英文とのリンクを削除しました。
[#281504] Japanese people take three meals a day.
[#418502] Japanese eat three meals a day.
@JimBreen
This sentence has been unlinked from the English translations but it still appears on WWWJDIC. What's the correct way to handle this?
Two comments:
- the linking in the example sentence pairs is not tied to the linking in Tatoeba. To delink in the example pairs you need to go to the annotations page for the Japanese sentence and zero out the "meaning" sentence.
- is some cases a replacement English sentence is needed to keep the pair going. This can be added as a new translation, then that sentence added to the pairing via the annotations page.
I've added a new rather 直訳 translation.
Also, can you please notify me when English sentences are delinked? Otherwise I won't know that the main Tatoeba set and the examples collection are not the same. Usually I'll add another English sentence.
@JimBreen
I would suggest switching to using a program that uses the weekly exported data to automatically check all Japanese/English sentences from Tanaka Corpus and monitor their changes, deletions, and unlinking. It's more reliable and less burdensome to the contributors.
Anyway, this Japanese sentence is unnatural. I'd recommend dropping this. I'll unlink the English.
It would be better to automatically drop sentences rated Unsure or Not OK.
Notice that if you need a "three meals a day" sentence example, we have several. At least one, has a Japanese translation.
https://tatoeba.org/en/sentence...eals+a+day&to=
Thanks. I have removed this sentence from the examples set.
I use the weekly "wwwjdic.csv" file from https://downloads.tatoeba.org/exports and check it for changes. Most weeks around 20-30 sentences have changed. Last week there were 85!
At present I don't check for deleted and unlinked sentences, but I can add that.
Is there a download file indicating Unsure/Not OK status? (@CK)
I don't want to automatically drop them as some are being used as "priority" examples for specific Japanese terms, and I need either to specify another sentence using the term, or arrange for a new sentence to be added.
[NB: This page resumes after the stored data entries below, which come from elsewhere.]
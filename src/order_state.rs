// =============================================================================
// Order State — order ledger with an idempotency index
// =============================================================================
//
// Every order is keyed by its internal `order_id` (UUID v4). A secondary
// index maps `client_order_id -> order_id` so that `submit_signal` can detect
// a retried call using the same idempotency key before it ever reaches the
// exchange.
// =============================================================================

use std::collections::HashMap;

use chrono::Utc;
use parking_lot::RwLock;
use serde::{Deserialize, Serialize};
use uuid::Uuid;

/// Side of an order.
#[derive(Debug, Clone, Copy, PartialEq, Eq, Serialize, Deserialize)]
pub enum Side {
    Buy,
    Sell,
}

/// Lifecycle status of a single order.
#[derive(Debug, Clone, Copy, PartialEq, Eq, Serialize, Deserialize)]
pub enum OrderStatus {
    New,
    Submitted,
    PartiallyFilled,
    Filled,
    Cancelled,
    Rejected,
}

#[derive(Debug, Clone, Serialize, Deserialize)]
pub struct Order {
    pub order_id: String,
    pub client_order_id: String,
    pub symbol: String,
    pub side: Side,
    pub quantity: f64,
    pub filled_quantity: f64,
    pub price: Option<f64>,
    pub status: OrderStatus,
    pub created_at: String,
    pub updated_at: String,
}

/// In-memory order ledger, hydrated from and persisted to `persistence.rs`.
pub struct OrderState {
    orders: RwLock<HashMap<String, Order>>,
    client_index: RwLock<HashMap<String, String>>,
}

impl OrderState {
    pub fn new() -> Self {
        Self {
            orders: RwLock::new(HashMap::new()),
            client_index: RwLock::new(HashMap::new()),
        }
    }

    /// Restore orders loaded from persistence on startup.
    pub fn hydrate(&self, orders: Vec<Order>) {
        let mut by_id = self.orders.write();
        let mut idx = self.client_index.write();
        for order in orders {
            idx.insert(order.client_order_id.clone(), order.order_id.clone());
            by_id.insert(order.order_id.clone(), order);
        }
    }

    /// Reserve a client order id for `symbol`/`side`/`quantity` before the
    /// broker call is made, so a concurrent retry with the same key observes
    /// the same order instead of racing a second broker call.
    ///
    /// Returns `Existing(order)` if `client_order_id` was already reserved,
    /// or `Created(order)` if this call created the reservation.
    pub fn reserve(
        &self,
        client_order_id: &str,
        symbol: &str,
        side: Side,
        quantity: f64,
        price: Option<f64>,
    ) -> ReserveOutcome {
        let mut idx = self.client_index.write();
        if let Some(existing_id) = idx.get(client_order_id) {
            let orders = self.orders.read();
            let order = orders.get(existing_id).cloned().expect("index/orders desync");
            return ReserveOutcome::Existing(order);
        }

        let order_id = Uuid::new_v4().to_string();
        let now = Utc::now().to_rfc3339();
        let order = Order {
            order_id: order_id.clone(),
            client_order_id: client_order_id.to_string(),
            symbol: symbol.to_string(),
            side,
            quantity,
            filled_quantity: 0.0,
            price,
            status: OrderStatus::New,
            created_at: now.clone(),
            updated_at: now,
        };

        idx.insert(client_order_id.to_string(), order_id.clone());
        self.orders.write().insert(order_id, order.clone());
        ReserveOutcome::Created(order)
    }

    pub fn mark_submitted(&self, order_id: &str) {
        self.update_status(order_id, OrderStatus::Submitted);
    }

    pub fn mark_rejected(&self, order_id: &str) {
        self.update_status(order_id, OrderStatus::Rejected);
    }

    pub fn record_fill(&self, order_id: &str, filled_quantity: f64, fully_filled: bool) {
        let mut orders = self.orders.write();
        if let Some(order) = orders.get_mut(order_id) {
            order.filled_quantity = filled_quantity;
            order.status = if fully_filled {
                OrderStatus::Filled
            } else {
                OrderStatus::PartiallyFilled
            };
            order.updated_at = Utc::now().to_rfc3339();
        }
    }

    fn update_status(&self, order_id: &str, status: OrderStatus) {
        let mut orders = self.orders.write();
        if let Some(order) = orders.get_mut(order_id) {
            order.status = status;
            order.updated_at = Utc::now().to_rfc3339();
        }
    }

    /// Overwrite an order's fill/status fields from an authoritative
    /// exchange-side view, as fetched by the reconciler. No-op if the order
    /// id is unknown locally.
    pub fn upsert_from_exchange_status(&self, order_id: &str, status_str: &str, filled_quantity: f64) {
        let mut orders = self.orders.write();
        if let Some(order) = orders.get_mut(order_id) {
            order.filled_quantity = filled_quantity;
            order.status = exchange_status_to_order_status(status_str);
            order.updated_at = Utc::now().to_rfc3339();
        }
    }

    pub fn get(&self, order_id: &str) -> Option<Order> {
        self.orders.read().get(order_id).cloned()
    }

    pub fn get_by_client_id(&self, client_order_id: &str) -> Option<Order> {
        let idx = self.client_index.read();
        let order_id = idx.get(client_order_id)?;
        self.orders.read().get(order_id).cloned()
    }

    pub fn all(&self) -> Vec<Order> {
        self.orders.read().values().cloned().collect()
    }
}

/// Map a venue's raw order status string onto the internal lifecycle enum.
/// Tolerates both the single- and double-L "cancel(l)ed" spellings venues use.
fn exchange_status_to_order_status(status: &str) -> OrderStatus {
    match status {
        "NEW" => OrderStatus::New,
        "PARTIALLY_FILLED" => OrderStatus::PartiallyFilled,
        "FILLED" => OrderStatus::Filled,
        "CANCELED" | "CANCELLED" | "EXPIRED" => OrderStatus::Cancelled,
        "REJECTED" => OrderStatus::Rejected,
        _ => OrderStatus::Submitted,
    }
}

impl Default for OrderState {
    fn default() -> Self {
        Self::new()
    }
}

/// Outcome of [`OrderState::reserve`].
pub enum ReserveOutcome {
    Created(Order),
    Existing(Order),
}

#[cfg(test)]
mod tests {
    use super::*;

    #[test]
    fn reserve_is_idempotent_on_client_order_id() {
        let state = OrderState::new();
        let first = state.reserve("key-1", "BTCUSDT", Side::Buy, 0.01, Some(50000.0));
        let second = state.reserve("key-1", "BTCUSDT", Side::Buy, 0.01, Some(50000.0));

        let (id_a, id_b) = match (first, second) {
            (ReserveOutcome::Created(a), ReserveOutcome::Existing(b)) => (a.order_id, b.order_id),
            _ => panic!("expected Created then Existing"),
        };
        assert_eq!(id_a, id_b);
        assert_eq!(state.all().len(), 1);
    }

    #[test]
    fn record_fill_updates_status() {
        let state = OrderState::new();
        let order = match state.reserve("k", "ETHUSDT", Side::Sell, 1.0, None) {
            ReserveOutcome::Created(o) => o,
            _ => unreachable!(),
        };
        state.mark_submitted(&order.order_id);
        state.record_fill(&order.order_id, 1.0, true);
        let updated = state.get(&order.order_id).unwrap();
        assert_eq!(updated.status, OrderStatus::Filled);
        assert!((updated.filled_quantity - 1.0).abs() < f64::EPSILON);
    }

    #[test]
    fn hydrate_rebuilds_client_index() {
        let state = OrderState::new();
        let order = Order {
            order_id: "o1".into(),
            client_order_id: "c1".into(),
            symbol: "BTCUSDT".into(),
            side: Side::Buy,
            quantity: 1.0,
            filled_quantity: 0.0,
            price: None,
            status: OrderStatus::New,
            created_at: Utc::now().to_rfc3339(),
            updated_at: Utc::now().to_rfc3339(),
        };
        state.hydrate(vec![order]);
        assert!(state.get_by_client_id("c1").is_some());
    }
}
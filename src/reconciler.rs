// =============================================================================
// Reconciler — periodic drift detection between internal state and the venue
// =============================================================================
//
// SAFETY POLICY, unchanged from reconcile.rs: this module only observes and
// alerts on drift. It never cancels orders or closes positions itself — it
// feeds InventoryManager::resync and the event bus, and an operator or a
// higher-level policy decides what to do about what it finds.
//
// Generalises reconcile.rs's exchange-order/position diff (kept as
// detect_balance_drift) from a single BinanceClient onto any ExchangeAdapter,
// and adds fill-level reconciliation: orders this process believes are open
// but the venue reports closed/cancelled, and vice versa.
// =============================================================================

use std::collections::HashSet;
use std::sync::Arc;

use chrono::Utc;
use serde::{Deserialize, Serialize};
use tracing::{debug, info, warn};

use crate::error::CoreError;
use crate::event_bus::{AlertEvent, EventBus};
use crate::exchange_adapter::ExchangeAdapter;
use crate::inventory::InventoryManager;
use crate::journal::{Journal, JournalEntryKind};
use crate::order_state::{OrderState, OrderStatus};
use crate::types::BalanceInfo;

/// Summary of a single reconciliation pass.
#[derive(Debug, Clone, Serialize, Deserialize)]
pub struct ReconcileReport {
    pub orders_matched: u32,
    pub orphan_exchange_orders: u32,
    pub stale_internal_orders: u32,
    pub balance_drift: bool,
    pub timestamp: String,
}

pub struct Reconciler {
    order_state: Arc<OrderState>,
    inventory: Arc<InventoryManager>,
    event_bus: Arc<EventBus>,
    journal: Arc<Journal>,
}

impl Reconciler {
    pub fn new(
        order_state: Arc<OrderState>,
        inventory: Arc<InventoryManager>,
        event_bus: Arc<EventBus>,
        journal: Arc<Journal>,
    ) -> Self {
        Self {
            order_state,
            inventory,
            event_bus,
            journal,
        }
    }

    /// Run one reconciliation cycle for `symbols` against `adapter`.
    pub async fn reconcile_once(
        &self,
        adapter: &dyn ExchangeAdapter,
        symbols: &[String],
    ) -> Result<ReconcileReport, CoreError> {
        let now = Utc::now().to_rfc3339();
        info!(timestamp = %now, venue = adapter.name(), "reconciliation cycle started");

        let mut exchange_open_ids: HashSet<String> = HashSet::new();
        for symbol in symbols {
            let open = adapter.get_open_orders(symbol).await?;
            exchange_open_ids.extend(open.iter().map(|o| o.exchange_order_id.clone()));
        }

        let internal_open: Vec<_> = self
            .order_state
            .all()
            .into_iter()
            .filter(|o| matches!(o.status, OrderStatus::New | OrderStatus::Submitted | OrderStatus::PartiallyFilled))
            .collect();

        let mut matched = 0u32;
        let mut stale_internal = 0u32;

        for order in &internal_open {
            if exchange_open_ids.contains(&order.order_id) {
                matched += 1;
            } else {
                stale_internal += 1;
                warn!(
                    order_id = %order.order_id,
                    symbol = %order.symbol,
                    "internal order marked open has no matching exchange order — possible drift"
                );
                match adapter.get_order(&order.symbol, &order.order_id).await {
                    Ok(authoritative) => {
                        self.order_state.upsert_from_exchange_status(
                            &order.order_id,
                            &authoritative.status,
                            authoritative.filled_quantity,
                        );
                        self.journal.record(
                            &order.symbol,
                            Some(&order.client_order_id),
                            JournalEntryKind::ReconcileDrift,
                            format!(
                                "order {} believed open but absent from venue snapshot — fetched authoritative status={}",
                                order.order_id, authoritative.status
                            ),
                        );
                    }
                    Err(e) => {
                        warn!(order_id = %order.order_id, error = %e, "failed to fetch authoritative order state");
                        self.journal.record(
                            &order.symbol,
                            Some(&order.client_order_id),
                            JournalEntryKind::ReconcileDrift,
                            format!("order {} believed open but absent from venue", order.order_id),
                        );
                    }
                }
            }
        }

        let orphan = exchange_open_ids
            .iter()
            .filter(|id| !internal_open.iter().any(|o| &o.order_id == *id))
            .count() as u32;

        if orphan > 0 {
            warn!(orphan_count = orphan, "exchange reports open orders with no internal record");
        }

        let balances = adapter.get_balances().await?;
        let balance_drift = self.resync_inventory(&balances);

        if balance_drift {
            self.event_bus.publish_alert(AlertEvent {
                severity: "warning".to_string(),
                message: "reconciliation detected balance drift".to_string(),
                at_ms: Utc::now().timestamp_millis(),
            });
        }

        let report = ReconcileReport {
            orders_matched: matched,
            orphan_exchange_orders: orphan,
            stale_internal_orders: stale_internal,
            balance_drift,
            timestamp: now,
        };

        info!(
            orders_matched = matched,
            orphan = orphan,
            stale_internal,
            balance_drift,
            "reconciliation cycle completed"
        );

        Ok(report)
    }

    /// Resync every asset in `balances` against the inventory manager,
    /// returning whether any asset drifted beyond a small relative threshold.
    fn resync_inventory(&self, balances: &[BalanceInfo]) -> bool {
        let mut drifted = false;
        for b in balances {
            if let Some(prev) = self.inventory.snapshot(&b.asset) {
                if detect_drift(prev.available, prev.reserved, b.free, b.locked) {
                    drifted = true;
                }
            }
            self.inventory.resync(&b.asset, b.free, b.locked);
        }
        drifted
    }
}

/// Compare a previous available/reserved pair against a fresh exchange
/// snapshot and report whether the relative change exceeds a small
/// threshold. Mirrors the percent-change comparison an exchange-balance diff
/// would use.
fn detect_drift(old_available: f64, old_reserved: f64, new_free: f64, new_locked: f64) -> bool {
    let old_total = old_available + old_reserved;
    let new_total = new_free + new_locked;
    if old_total <= 0.0 {
        return new_total > 0.0;
    }
    let pct_change = ((new_total - old_total) / old_total).abs();
    if pct_change > 0.0001 {
        debug!(old_total, new_total, pct_change = pct_change * 100.0, "inventory drift detected");
        true
    } else {
        false
    }
}

#[cfg(test)]
mod tests {
    use super::*;
    use crate::exchange_adapter::UnavailableAdapter;
    use crate::order_state::Side;

    fn reconciler() -> Reconciler {
        Reconciler::new(
            Arc::new(OrderState::new()),
            Arc::new(InventoryManager::new()),
            Arc::new(EventBus::new()),
            Journal::new(50),
        )
    }

    #[test]
    fn detect_drift_ignores_small_changes() {
        assert!(!detect_drift(1.0, 0.0, 1.00005, 0.0));
    }

    #[test]
    fn detect_drift_flags_material_changes() {
        assert!(detect_drift(1.0, 0.0, 0.5, 0.0));
    }

    #[tokio::test]
    async fn stale_internal_order_is_flagged_and_journaled() {
        let r = reconciler();
        r.order_state.reserve("c1", "BTCUSDT", Side::Buy, 0.1, Some(50_000.0));
        let adapter = UnavailableAdapter::new("test");
        let report = r.reconcile_once(&adapter, &["BTCUSDT".to_string()]).await.unwrap();
        assert_eq!(report.stale_internal_orders, 1);
        assert_eq!(r.journal.recent(10).len(), 1);
    }

    #[tokio::test]
    async fn no_open_orders_reconciles_cleanly() {
        let r = reconciler();
        let adapter = UnavailableAdapter::new("test");
        let report = r.reconcile_once(&adapter, &["BTCUSDT".to_string()]).await.unwrap();
        assert_eq!(report.orders_matched, 0);
        assert_eq!(report.stale_internal_orders, 0);
    }
}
This has to be done manually.
Here are all the weekly files.
https://downloads.tatoeba.org/exports/
The file with ratings is called...
users_sentences.csv
The 2nd field is the sentence ID
The 3rd field is the rating.
-1 = Not OK
0 = Unsure
1 = OK
@KK_kaku_
>It would be better to automatically drop sentences rated Unsure or Not OK.
これって、Tatoebaのデーターベースからですよね?そういう機能があるといいですね。ただ、システム的には難しいかも。Not OK をつけた人が、信頼できるユーザーかどうかが判定できなさそう。
私たちみたいに真剣にやっている人(私も、普段ちゃらけたコメントを書いてますが、結構真剣にやっています)だったらいいけど、ある日突然 Tatoeba にやってきて「俺ネイティブ」といいながら、Not OK を遊び半分で付けられたら、アウチだよね。でも、そういう機能あったら、いいよね。
ここ↓↓か掲示板に要望を出してみる手もあるよ。
https://github.com/Tatoeba/tatoeba2/issues
(私は、日本語しか書けないから「bug票」とか「強化要望」とか出せないんだけどね)
ところで、話は変わるんですが「この日本文を救ってほしい」「この日本文ってどう言うのが一番自然?」という要望・質問が出てて、なんか、考えれば考えるほど分からなくなってしまったんですが、どんな日本語がよさそうですか?
スペイン語は、主語がなくて、次のような文だそうです。
In Japan {they, we, you} eat three meals a day.
なので、訳し易そうな we を使って、
- In Japan, we eat three meals a day.
- 日本では、1日3回食事を摂ります。
- 日本では、1日3回食事をしています。
- 日本では、1日3食食べてるよ。
とかだと、OKもらえますか?KK_kaku_さんのOKが欲しいなって思って。
お付き合いいただけると幸いです。
Jim, if a sentence is unlinked, is it possible to pick an alternative Japanese sentence (from the list of existing translations) to be part of the JMdict examples set? The Tanaka Corpus sentences that KK_kaku_さん has been unlinking appear to be mistranslations or awkward translations of the original English sentences, and I don't think it's a good idea to write a new English translation for a poor Japanese sentence.
If there are no existing alternative sentences, can I suggest that a new one is added (at the time of unlinking), so that the English sentence isn't left without a Japanese translation?
> これって、Tatoebaのデーターベースからですよね?
I think KK_kaku_さん is referring to the examples set used with JMdict.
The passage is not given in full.